Produce an exact copy of the data below.

Dataset entries:
┌──

//! Inline `(MSG, ...)` and `(DEBUG, ...)` directives.
//!
//! They are shown to the operator as soon as the line is reached. The
//! controller may or may not echo them back later; the ledger remembers what
//! was shown so an echo is not displayed twice.

use regex::Regex;
use serde::{Deserialize, Serialize};
use std::collections::HashMap;
use std::sync::Mutex;

#[derive(Clone, Copy, Debug, PartialEq, Eq, Serialize, Deserialize)]
#[serde(rename_all = "camelCase")]
pub enum AnnotationKind {
    Message,
    Debug,
}

#[derive(Clone, Debug, PartialEq, Eq, Serialize, Deserialize)]
#[serde(rename_all = "camelCase")]
pub struct Annotation {
    pub kind: AnnotationKind,
    pub text: String,
    /// `#5`, `#<tool_dia>` style references found in debug text.
    pub variables: Vec<String>,
}

pub struct AnnotationParser {
    message: Regex,
    debug: Regex,
    variable: Regex,
}

impl AnnotationParser {
    pub fn new() -> Result<Self, regex::Error> {
        Ok(Self {
            message: Regex::new(r"(?i)\(\s*MSG\s*,\s*([^)]*)\)")?,
            debug: Regex::new(r"(?i)\(\s*DEBUG\s*,\s*([^)]*)\)")?,
            variable: Regex::new(r"#(\d+|<[^>]+>)")?,
        })
    }

    /// Directives in source order.
    pub fn extract(&self, line: &str) -> Vec<Annotation> {
        let mut found: Vec<(usize, Annotation)> = Vec::new();

        for cap in self.message.captures_iter(line) {
            if let (Some(whole), Some(text)) = (cap.get(0), cap.get(1)) {
                found.push((
                    whole.start(),
                    Annotation {
                        kind: AnnotationKind::Message,
                        text: text.as_str().trim().to_string(),
                        variables: Vec::new(),
                    },
                ));
            }
        }
        for cap in self.debug.captures_iter(line) {
            if let (Some(whole), Some(text)) = (cap.get(0), cap.get(1)) {
                let text = text.as_str().trim().to_string();
                let variables = self
                    .variable
                    .find_iter(&text)
                    .map(|m| m.as_str().to_string())
                    .collect();
                found.push((
                    whole.start(),
                    Annotation {
                        kind: AnnotationKind::Debug,
                        text,
                        variables,
                    },
                ));
            }
        }

        found.sort_by_key(|(pos, _)| *pos);
        found.into_iter().map(|(_, a)| a).collect()
    }
}

/// Record of annotations already displayed, keyed by line index and text.
#[derive(Default)]
pub struct AnnotationLedger {
    // value: whether the controller has echoed it yet
    shown: Mutex<HashMap<(usize, String), bool>>,
}

impl AnnotationLedger {
    pub fn new() -> Self {
        Self::default()
    }

    fn with<R>(&self, f: impl FnOnce(&mut HashMap<(usize, String), bool>) -> R) -> R {
        match self.shown.lock() {
            Ok(mut guard) => f(&mut guard),
            Err(poisoned) => f(&mut poisoned.into_inner()),
        }
    }

    /// Returns `true` the first time a (line, text) pair is seen.
    pub fn record(&self, line: usize, text: &str) -> bool {
        self.with(|shown| {
            if shown.contains_key(&(line, text.to_string())) {
                false
            } else {
                shown.insert((line, text.to_string()), false);
                true
            }
        })
    }

    /// If `message` echoes an annotation that was shown and not echoed yet,
    /// mark it echoed and return `true`.
    pub fn consume_echo(&self, message: &str) -> bool {
        let text = strip_directive_prefix(message);
        self.with(|shown| {
            let hit = shown
                .iter_mut()
                .filter(|((_, shown_text), echoed)| !**echoed && shown_text == text)
                .min_by_key(|((line, _), _)| *line);
            match hit {
                Some((_, echoed)) => {
                    *echoed = true;
                    true
                }
                None => false,
            }
        })
    }

    /// Going back over a line re-arms its annotations.
    pub fn forget_line(&self, line: usize) {
        self.with(|shown| shown.retain(|(l, _), _| *l != line));
    }

    pub fn clear(&self) {
        self.with(|shown| shown.clear());
    }
}

fn strip_directive_prefix(message: &str) -> &str {
    let trimmed = message.trim();
    for prefix in ["MSG", "DEBUG"] {
        if trimmed.len() >= prefix.len()
            && trimmed.is_char_boundary(prefix.len())
            && trimmed[..prefix.len()].eq_ignore_ascii_case(prefix)
        {
            let rest = trimmed[prefix.len()..].trim_start();
            if let Some(rest) = rest.strip_prefix(':').or_else(|| rest.strip_prefix(',')) {
                return rest.trim();
            }
        }
    }
    trimmed
}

└──

--- RESULT OF THE EXERCISE ---
//! Inline `(MSG, ...)` and `(DEBUG, ...)` directives.
//!
//! They are shown to the operator as soon as the line is reached. The
//! controller may or may not echo them back later; the ledger remembers what
//! was shown so an echo is not displayed twice.

use regex::Regex;
use serde::{Deserialize, Serialize};
use std::collections::HashMap;
use std::sync::Mutex;

#[derive(Clone, Copy, Debug, PartialEq, Eq, Serialize, Deserialize)]
#[serde(rename_all = "camelCase")]
pub enum AnnotationKind {
    Message,
    Debug,
}

#[derive(Clone, Debug, PartialEq, Eq, Serialize, Deserialize)]
#[serde(rename_all = "camelCase")]
pub struct Annotation {
    pub kind: AnnotationKind,
    pub text: String,
    /// `#5`, `#<tool_dia>` style references found in debug text.
    pub variables: Vec<String>,
}

pub struct AnnotationParser {
    message: Regex,
    debug: Regex,
    variable: Regex,
}

impl AnnotationParser {
    pub fn new() -> Result<Self, regex::Error> {
        Ok(Self {
            message: Regex::new(r"(?i)\(\s*MSG\s*,\s*([^)]*)\)")?,
            debug: Regex::new(r"(?i)\(\s*DEBUG\s*,\s*([^)]*)\)")?,
            variable: Regex::new(r"#(\d+|<[^>]+>)")?,
        })
    }

    /// Directives in source order.
    pub fn extract(&self, line: &str) -> Vec<Annotation> {
        let mut found: Vec<(usize, Annotation)> = Vec::new();

        for cap in self.message.captures_iter(line) {
            if let (Some(whole), Some(text)) = (cap.get(0), cap.get(1)) {
                found.push((
                    whole.start(),
                    Annotation {
                        kind: AnnotationKind::Message,
                        text: text.as_str().trim().to_string(),
                        variables: Vec::new(),
                    },
                ));
            }
        }
        for cap in self.debug.captures_iter(line) {
            if let (Some(whole), Some(text)) = (cap.get(0), cap.get(1)) {
                let text = text.as_str().trim().to_string();
                let variables = self
                    .variable
                    .find_iter(&text)
                    .map(|m| m.as_str().to_string())
                    .collect();
                found.push((
                    whole.start(),
                    Annotation {
                        kind: AnnotationKind::Debug,
                        text,
                        variables,
                    },
                ));
            }
        }

        found.sort_by_key(|(pos, _)| *pos);
        found.into_iter().map(|(_, a)| a).collect()
    }
}

/// Record of annotations already displayed, keyed by line index and text.
#[derive(Default)]
pub struct AnnotationLedger {
    // value: whether the controller has echoed it yet
    shown: Mutex<HashMap<(usize, String), bool>>,
}

impl AnnotationLedger {
    pub fn new() -> Self {
        Self::default()
    }

    fn with<R>(&self, f: impl FnOnce(&mut HashMap<(usize, String), bool>) -> R) -> R {
        match self.shown.lock() {
            Ok(mut guard) => f(&mut guard),
            Err(poisoned) => f(&mut poisoned.into_inner()),
        }
    }

    /// Returns `true` the first time a (line, text) pair is seen.
    pub fn record(&self, line: usize, text: &str) -> bool {
        self.with(|shown| {
            if shown.contains_key(&(line, text.to_string())) {
                false
            } else {
                shown.insert((line, text.to_string()), false);
                true
            }
        })
    }

    /// If `message` echoes an annotation that was shown and not echoed yet,
    /// mark it echoed and return `true`.
    pub fn consume_echo(&self, message: &str) -> bool {
        let text = strip_directive_prefix(message);
        self.with(|shown| {
            let hit = shown
                .iter_mut()
                .filter(|((_, shown_text), echoed)| !**echoed && shown_text == text)
                .min_by_key(|((line, _), _)| *line);
            match hit {
                Some((_, echoed)) => {
                    *echoed = true;
                    true
                }
                None => false,
            }
        })
    }

    /// Going back over a line re-arms its annotations.
    pub fn forget_line(&self, line: usize) {
        self.with(|shown| shown.retain(|(l, _), _| *l != line));
    }

    pub fn clear(&self) {
        self.with(|shown| shown.clear());
    }
}

fn strip_directive_prefix(message: &str) -> &str {
    let trimmed = message.trim();
    for prefix in ["MSG", "DEBUG"] {
        if trimmed.len() >= prefix.len()
            && trimmed.is_char_boundary(prefix.len())
            && trimmed[..prefix.len()].eq_ignore_ascii_case(prefix)
        {
            let rest = trimmed[prefix.len()..].trim_start();
            if let Some(rest) = rest.strip_prefix(':').or_else(|| rest.strip_prefix(',')) {
                return rest.trim();
            }
        }
    }
    trimmed
}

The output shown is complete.